What if he were your kid?

A friend of mine posted a link to this CNN Opinion article today. I followed the link and read the commentary. I encourage you to do likewise. Click on article shot below~The author poses a good question~ what if that were your kid that committed such a heinous crime? What if you knew your child wasn't well or what if you were worried about your child's behavior? What if? What if?

I will admit it. When I heard about the Loughners in Tucson being horrified by their son's actions I thought~ How could they not have known that their child was a danger? How could they be so oblivious to his actions? Were they bad parents? What kind of dysfunctions are going on in that home? Is there mental illnesses in the family? But I also wondered if they were aware that he was out of control. What could they do about it?

Being a parent I know there comes a time when you don't have control over your child's actions. It may be that you never have control of your child's actions in the first place, but when they are younger they usually follow your rules and consequences. We can still get our younger two children to do things. They don't want to get in trouble and will usually pick up the toy, quiet down, or whatever we request. Our teen is on the other side of that bridge. Yes, we can request that he do things and take things away from him if he doesn't...but the stress of that kind of relating isn't worth it. Yes, we do have expectations of him that he understands and that he follows, but what if he refused? What if he refused to get out of bed for school or what if he skipped out of his classes? Could we lift him out of bed and make him go? Could we physically force him to stay in the school building? Fortunately we don't have these issues with our child, but I do remember an incident a few months ago that DH & I did not agree on. The teen called for a ride home and I went to pick him up. I showed up and he decided he wanted to stay longer and hang out with friends. He got a little mouthy with me and I said that if he wanted a ride that he needed to come home then. He was trying to show off in front of his friends and was rude to me and walked away from the vehicle. I left. When I got home DH said that I should have made him come home. REALLY? How do you make a kid that is bigger than you get in the car? I am not going to make idol threats and I am not going to carry him into the car. The teen arrived home before his curfew and we had a discussion that included my expectations of being treated respectfully. He has been more respectful since then. Things have been more peaceful overall in our home since we've stopped 'trying' to get our kid to do 'what we want'.

I am not comparing my child to others. I am just giving an example of how you can't make your child do something. And as this article points out, what if your child has some kind of mental illness that you can find or there isn't enough support/help for? What would you do?
What if you do know there is something seriously wrong? What if you fear for your life or the lives of others? Can you just call the authorities to take care of it? Who are the authorities?

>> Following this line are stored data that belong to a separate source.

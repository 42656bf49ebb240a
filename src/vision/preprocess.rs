use image::imageops::{self, FilterType};
use image::{GrayImage, ImageBuffer, Luma, Pixel, RgbaImage};

use super::BoundingRect;

/// Converts an RGBA frame to 8-bit luminance.
///
/// Uses the BT.601 weights (0.299, 0.587, 0.114); alpha is ignored.
pub fn to_gray(img: &RgbaImage) -> GrayImage {
    let (width, height) = img.dimensions();
    let mut output = ImageBuffer::new(width, height);

    for (x, y, pixel) in img.enumerate_pixels() {
        let luma = 0.299 * pixel[0] as f32 + 0.587 * pixel[1] as f32 + 0.114 * pixel[2] as f32;
        output.put_pixel(x, y, Luma([luma.round().min(255.0) as u8]));
    }

    output
}

/// Crops an absolute rectangle, clamped to the image bounds.
///
/// A rectangle entirely outside the image yields an empty buffer.
pub fn crop_rect<P>(
    img: &ImageBuffer<P, Vec<P::Subpixel>>,
    rect: &BoundingRect,
) -> ImageBuffer<P, Vec<P::Subpixel>>
where
    P: Pixel + 'static,
    P::Subpixel: 'static,
{
    match rect.clamp_to(img.width(), img.height()) {
        Some(r) => {
            imageops::crop_imm(img, r.x as u32, r.y as u32, r.width as u32, r.height as u32)
                .to_image()
        }
        None => ImageBuffer::new(0, 0),
    }
}

/// Removes `fraction` of the width and height from every side.
pub fn crop_margin<P>(
    img: &ImageBuffer<P, Vec<P::Subpixel>>,
    fraction: f32,
) -> ImageBuffer<P, Vec<P::Subpixel>>
where
    P: Pixel + 'static,
    P::Subpixel: 'static,
{
    let (w, h) = (img.width() as i32, img.height() as i32);
    let dx = (w as f32 * fraction) as i32;
    let dy = (h as f32 * fraction) as i32;
    crop_rect(img, &BoundingRect::new(dx, dy, w - 2 * dx, h - 2 * dy))
}

pub fn mean(img: &GrayImage) -> f32 {
    let pixels = img.as_raw();
    if pixels.is_empty() {
        return 0.0;
    }
    pixels.iter().map(|&p| p as f64).sum::<f64>() as f32 / pixels.len() as f32
}

/// Population standard deviation of the gray levels.
pub fn std_dev(img: &GrayImage) -> f32 {
    let pixels = img.as_raw();
    if pixels.is_empty() {
        return 0.0;
    }
    let n = pixels.len() as f64;
    let mean = pixels.iter().map(|&p| p as f64).sum::<f64>() / n;
    let variance = pixels
        .iter()
        .map(|&p| {
            let d = p as f64 - mean;
            d * d
        })
        .sum::<f64>()
        / n;
    variance.sqrt() as f32
}

/// Otsu's method: the threshold maximizing between-class variance.
///
/// Pixels `<= threshold` form the background class.
pub fn otsu_threshold(pixels: &[u8]) -> u8 {
    let mut histogram = [0u64; 256];
    for &p in pixels {
        histogram[p as usize] += 1;
    }

    let total = pixels.len() as f64;
    if total == 0.0 {
        return 0;
    }
    let sum_all: f64 = histogram
        .iter()
        .enumerate()
        .map(|(i, &c)| i as f64 * c as f64)
        .sum();

    let mut sum_bg = 0.0;
    let mut weight_bg = 0.0;
    let mut best_variance = 0.0;
    let mut threshold = 0u8;

    for (t, &count) in histogram.iter().enumerate() {
        weight_bg += count as f64;
        if weight_bg == 0.0 {
            continue;
        }
        let weight_fg = total - weight_bg;
        if weight_fg == 0.0 {
            break;
        }

        sum_bg += t as f64 * count as f64;
        let mean_bg = sum_bg / weight_bg;
        let mean_fg = (sum_all - sum_bg) / weight_fg;

        let between = weight_bg * weight_fg * (mean_bg - mean_fg).powi(2);
        if between > best_variance {
            best_variance = between;
            threshold = t as u8;
        }
    }

    threshold
}

/// Pixels strictly above `threshold` become 255, everything else 0.
pub fn binarize(img: &GrayImage, threshold: u8) -> GrayImage {
    let mut output = img.clone();
    for pixel in output.pixels_mut() {
        pixel[0] = if pixel[0] > threshold { 255 } else { 0 };
    }
    output
}

pub fn invert(img: &GrayImage) -> GrayImage {
    let mut output = img.clone();
    imageops::invert(&mut output);
    output
}

/// Scales by an integer factor with bilinear filtering.
pub fn upscale(img: &GrayImage, factor: u32) -> GrayImage {
    if factor <= 1 || img.width() == 0 || img.height() == 0 {
        return img.clone();
    }
    imageops::resize(
        img,
        img.width() * factor,
        img.height() * factor,
        FilterType::Triangle,
    )
}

There are no definitive answers to these questions. I am sure that anyone who reads this will have a different opinion of how you would handle it or what should happen to Jared. The Loughners could be fabulous parents. I think we are good parents but what if our child makes a decision to do something stupid? Does that mean we are bad parents? Are we bad parents because our kids do things that disappoint us? No, our kids disappoint us, therefore we are parents!